WORK REQUIRED
In the data that follows, how many lines include the string "PublicKey"? Answer with the number alone.

SOURCE RECORDS
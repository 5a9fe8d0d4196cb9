//! pa-session — PowerAuth client core: activation state machine, HTTP
//! signature engine, vault-unlock, and the `PowerAuthSdk` facade.
//!
//! # Module layout
//! - `config`      — `SessionSetup`, the validated per-application config
//! - `error`       — unified error taxonomy
//! - `state`       — `Session`, `ActivationState` and its variants
//! - `serialize`   — versioned binary (de)serialization of `ActivationState`
//! - `activation`  — the three-step activation handshake
//! - `signature`   — HTTP request signing
//! - `vault_unlock` — vault-gated operations built on a one-shot `K_vault`
//! - `persistence` — the `PersistenceAdapter` trait and two implementations
//! - `transport`   — the `PowerAuthTransport` trait (network I/O boundary)
//! - `sdk`         — `PowerAuthSdk`, the locking facade tying it all together

pub mod activation;
pub mod config;
pub mod error;
pub mod persistence;
pub mod sdk;
pub mod serialize;
pub mod signature;
pub mod state;
pub mod transport;
pub mod vault_unlock;

pub use config::SessionSetup;
pub use error::PowerAuthError;
pub use persistence::{InMemoryPersistence, KeyringPersistence, PersistenceAdapter};
pub use sdk::PowerAuthSdk;
pub use signature::{RequestBody, SignedRequest};
pub use state::{ActivationState, Session};
pub use transport::PowerAuthTransport;
//! P-256 ECDSA-SHA256 signing and verification.
//!
//! Used for the server's signature over its ephemeral key in activation
//! step 2, and for device-private-key signing in the vault-unlock derived
//! operation (§4.E).

use p256::ecdsa::signature::{Signer, Verifier};
use p256::ecdsa::{Signature, SigningKey, VerifyingKey};
use p256::PublicKey;

use crate::error::CryptoError;

/// Sign `message` (already the raw payload — SHA-256 is applied internally
/// by the P-256 ECDSA implementation via RFC 6979) with a device or
/// server private key.
pub fn sign(secret: &p256::SecretKey, message: &[u8]) -> Vec<u8> {
    let signing_key = SigningKey::from(secret);
    let sig: Signature = signing_key.sign(message);
    sig.to_der().as_bytes().to_vec()
}

/// Verify a DER-encoded ECDSA signature against a SEC1 public key.
pub fn verify(public_key: &PublicKey, message: &[u8], signature_der: &[u8]) -> Result<(), CryptoError> {
    let verifying_key = VerifyingKey::from(public_key);
    let sig = Signature::from_der(signature_der)
        .map_err(|e| CryptoError::InvalidKey(format!("bad DER signature: {e}")))?;
    verifying_key
        .verify(message, &sig)
        .map_err(|_| CryptoError::SignatureVerification)
}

FINISHED TASK
2